I don't know why my Savannah ancestors moved south to Thomasville, Ga., after the Civil War or why they later moved to Richmond in my grandparents' generation. But Savannah's history makes speculation possible and plausible.
Savannah is right on the Atlantic coast. Just north of the city is the South Carolina state line. Savannah was founded Feb. 12, 1733, by Gen. James Oglethorpe and a small band of settlers. They immediately named their landing spot Savannah. The settlement prospered, basing much of its economy on cotton and rice, and it became for many decades the largest city in Georgia.
The Civil War brought profound changes. Perhaps the biggest challenge in Savannah's history was being caught in Union Gen. William Tecumseh Sherman's crosshairs in his March to the Sea from Atlanta (remember "Gone with the Wind"). Sherman and his troops left a swath of terror and destruction from Atlanta right through to Savannah in 1864. In that year's dollars, the physical damage is estimated to have exceeded $100,000,000. It was total, merciless warfare, in which plantations and farms, businesses and crops, and towns and livelihoods were destroyed.
On Dec. 21, the mayor surrendered the city, and Savannah was occupied. The war ended five months later.
Between the end of the war and 1900, Savannah's population increased slightly (farmers who had been wiped out sought jobs in the cities), but it fell from being the 41st largest city in the U.S. to being the 62nd. By 1930, it was no longer even in the top 100. The area did begin to produce rice and cotton again after the war, but heavy industry and manufacturing didn't emerge in the region until late in the 1800s and the early 1900s. Another blow was dealt in the 1920s: the boll weevil devastated the cotton market.
All this is by way of laying the groundwork for some assumptions about the movements of the Schmidts and the Dales. When Henry Schmidt, my great-grandfather, returned to Savannah after the Civil War, he came home to utter destruction. How to earn a living? How to feed his growing family? We know he left for North Carolina and was never heard from again. Perhaps it was because he was seeking work. Perhaps he was simply not able to cope with what must have seemed like insurmountable obstacles. Perhaps as he traveled north he died after being injured, by accident or design. Or perhaps he had met someone in North Carolina when he was mustered out of the Confederate Army in 1865. Whatever his reasons, the further north he traveled, the better were the conditions in the Antebellum South's cities and countryside.
I believe his daughter (my grandmother) and my grandfather probably left Savannah for Thomasville before the birth of my father to escape Savannah's shattered economy. Thomasville is on the Georgia-Florida border just north of the Florida panhandle. Sherman and his Union troops had come nowhere near there.

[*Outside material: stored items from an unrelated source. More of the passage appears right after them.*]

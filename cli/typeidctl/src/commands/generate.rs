//! Generate command.

use anyhow::Result;
use clap::Args;
use typeid::TypeId;

use crate::error::CliError;
use crate::output::print_lines;

use super::CommandContext;

/// Generate new UUIDv7-based identifiers.
#[derive(Debug, Args)]
pub struct GenerateCommand {
    /// Prefix for the identifiers (defaults to $TYPEID_PREFIX, else none).
    #[arg(long, short)]
    prefix: Option<String>,

    /// Number of identifiers to generate.
    #[arg(long, short = 'n', default_value = "1")]
    count: usize,
}

impl GenerateCommand {
    pub fn run(self, ctx: &CommandContext) -> Result<()> {
        let prefix = ctx.resolve_prefix(self.prefix.as_deref());
        let ids = generate(prefix, self.count)?;
        print_lines(&ids, ctx.format);
        Ok(())
    }
}

fn generate(prefix: &str, count: usize) -> Result<Vec<String>, CliError> {
    (0..count)
        .map(|_| {
            TypeId::generate(prefix)
                .map(|id| id.to_string())
                .map_err(|source| CliError::InvalidPrefix {
                    prefix: prefix.to_string(),
                    source,
                })
        })
        .collect()
}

It's also plausible that with Georgia faltering, they then decided to move north to Richmond, which offered the advantage of a quickly recovering economy - the city soon became a center for cigar and cigarette manufacturing, for example. By 1924, my father had met and married his first wife in Richmond, and a Dale child had been born here. Eight years later, my grandmother Dale died and was buried in Richmond, and three years later my grandfather Dale died and was buried here. To the best of my knowledge, all of the Georgia-born Dales had by then left their battered state and were in Richmond, Washington, D.C., and Maryland.
And it seems to me that their reasons for abandoning Georgia, simply put, were employment and the opportunity to improve their lives. That's pure speculation, but it's plausible and it fits with the known facts.